* _Task objective_:
Each entry must be written out again exactly as it stands.
=-=-=-=-=
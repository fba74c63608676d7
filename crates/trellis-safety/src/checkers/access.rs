use std::collections::HashSet;

use async_trait::async_trait;

use crate::checker::SafetyChecker;
use crate::context::{OperationRequest, SafetyContext};
use crate::error::SafetyError;
use crate::violation::{SafetyCheckResult, SafetyViolation, Severity};

/// Permissions granting access to specific locations carry this prefix,
/// e.g. `location_access:icu-3`.
const LOCATION_PERMISSION_PREFIX: &str = "location_access:";

/// Verifies the requesting user holds every permission the operation needs.
#[derive(Default)]
pub struct AccessControlChecker;

impl AccessControlChecker {
  /// Permission set derived from the capability name and device category.
  fn required_permissions(request: &OperationRequest, context: &SafetyContext) -> HashSet<String> {
    let mut required = HashSet::from(["device_control".to_string()]);

    let capability = request.capability.to_lowercase();
    if capability.contains("configure") || capability.contains("update") {
      required.insert("device_configuration".to_string());
    }

    if context.device_category.is_medical() {
      required.insert("medical_device_access".to_string());
      required.insert("patient_data_access".to_string());
    }

    required
  }

  fn violation_severity(context: &SafetyContext) -> Severity {
    if context.device_category.is_medical() {
      Severity::Critical
    } else {
      Severity::High
    }
  }
}

#[async_trait]
impl SafetyChecker for AccessControlChecker {
  fn name(&self) -> &'static str {
    "access_control"
  }

  fn priority(&self) -> u8 {
    2
  }

  async fn evaluate(
    &self,
    request: &OperationRequest,
    context: &SafetyContext,
  ) -> Result<SafetyCheckResult, SafetyError> {
    let mut violations = Vec::new();

    let Some(user) = &context.user else {
      violations.push(SafetyViolation::new(
        "NO_USER_CONTEXT",
        "operation submitted without a user context",
        Self::violation_severity(context),
      ));
      return Ok(SafetyCheckResult::from_parts(violations, vec![], false, false));
    };

    for permission in Self::required_permissions(request, context) {
      if !user.has(&permission) {
        violations.push(SafetyViolation::new(
          "MISSING_PERMISSION",
          format!("user '{}' lacks permission '{permission}'", user.user_id),
          Self::violation_severity(context),
        ));
      }
    }

    // Medical operations tied to a location must match the user's
    // location-access grants.
    if context.device_category.is_medical() {
      if let Some(location) = &context.location {
        let allowed: HashSet<&str> = user
          .permissions
          .iter()
          .filter_map(|p| p.strip_prefix(LOCATION_PERMISSION_PREFIX))
          .collect();
        if !allowed.contains(location.as_str()) {
          violations.push(SafetyViolation::new(
            "LOCATION_NOT_AUTHORIZED",
            format!(
              "user '{}' is not authorized for location '{location}'",
              user.user_id
            ),
            Severity::Critical,
          ));
        }
      }
    }

    if context.emergency_mode
      && context.device_category.is_medical()
      && context.medical.is_none()
    {
      violations.push(SafetyViolation::new(
        "EMERGENCY_ACCESS_WITHOUT_MEDICAL_CONTEXT",
        "emergency-mode medical request carries no medical context",
        Severity::Critical,
      ));
    }

    Ok(SafetyCheckResult::from_parts(violations, vec![], false, false))
  }
}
=-=-=-=-=
* _Solution for this task_:
repository fba74c63608676d7
filename crates/trellis-safety/src/checkers/access.rs
use std::collections::HashSet;

use async_trait::async_trait;

use crate::checker::SafetyChecker;
use crate::context::{OperationRequest, SafetyContext};
use crate::error::SafetyError;
use crate::violation::{SafetyCheckResult, SafetyViolation, Severity};

/// Permissions granting access to specific locations carry this prefix,
/// e.g. `location_access:icu-3`.
const LOCATION_PERMISSION_PREFIX: &str = "location_access:";

/// Verifies the requesting user holds every permission the operation needs.
#[derive(Default)]
pub struct AccessControlChecker;

impl AccessControlChecker {
  /// Permission set derived from the capability name and device category.
  fn required_permissions(request: &OperationRequest, context: &SafetyContext) -> HashSet<String> {
    let mut required = HashSet::from(["device_control".to_string()]);

    let capability = request.capability.to_lowercase();
    if capability.contains("configure") || capability.contains("update") {
      required.insert("device_configuration".to_string());
    }

    if context.device_category.is_medical() {
      required.insert("medical_device_access".to_string());
      required.insert("patient_data_access".to_string());
    }

    required
  }

  fn violation_severity(context: &SafetyContext) -> Severity {
    if context.device_category.is_medical() {
      Severity::Critical
    } else {
      Severity::High
    }
  }
}

#[async_trait]
impl SafetyChecker for AccessControlChecker {
  fn name(&self) -> &'static str {
    "access_control"
  }

  fn priority(&self) -> u8 {
    2
  }

  async fn evaluate(
    &self,
    request: &OperationRequest,
    context: &SafetyContext,
  ) -> Result<SafetyCheckResult, SafetyError> {
    let mut violations = Vec::new();

    let Some(user) = &context.user else {
      violations.push(SafetyViolation::new(
        "NO_USER_CONTEXT",
        "operation submitted without a user context",
        Self::violation_severity(context),
      ));
      return Ok(SafetyCheckResult::from_parts(violations, vec![], false, false));
    };

    for permission in Self::required_permissions(request, context) {
      if !user.has(&permission) {
        violations.push(SafetyViolation::new(
          "MISSING_PERMISSION",
          format!("user '{}' lacks permission '{permission}'", user.user_id),
          Self::violation_severity(context),
        ));
      }
    }

    // Medical operations tied to a location must match the user's
    // location-access grants.
    if context.device_category.is_medical() {
      if let Some(location) = &context.location {
        let allowed: HashSet<&str> = user
          .permissions
          .iter()
          .filter_map(|p| p.strip_prefix(LOCATION_PERMISSION_PREFIX))
          .collect();
        if !allowed.contains(location.as_str()) {
          violations.push(SafetyViolation::new(
            "LOCATION_NOT_AUTHORIZED",
            format!(
              "user '{}' is not authorized for location '{location}'",
              user.user_id
            ),
            Severity::Critical,
          ));
        }
      }
    }

    if context.emergency_mode
      && context.device_category.is_medical()
      && context.medical.is_none()
    {
      violations.push(SafetyViolation::new(
        "EMERGENCY_ACCESS_WITHOUT_MEDICAL_CONTEXT",
        "emergency-mode medical request carries no medical context",
        Severity::Critical,
      ));
    }

    Ok(SafetyCheckResult::from_parts(violations, vec![], false, false))
  }
}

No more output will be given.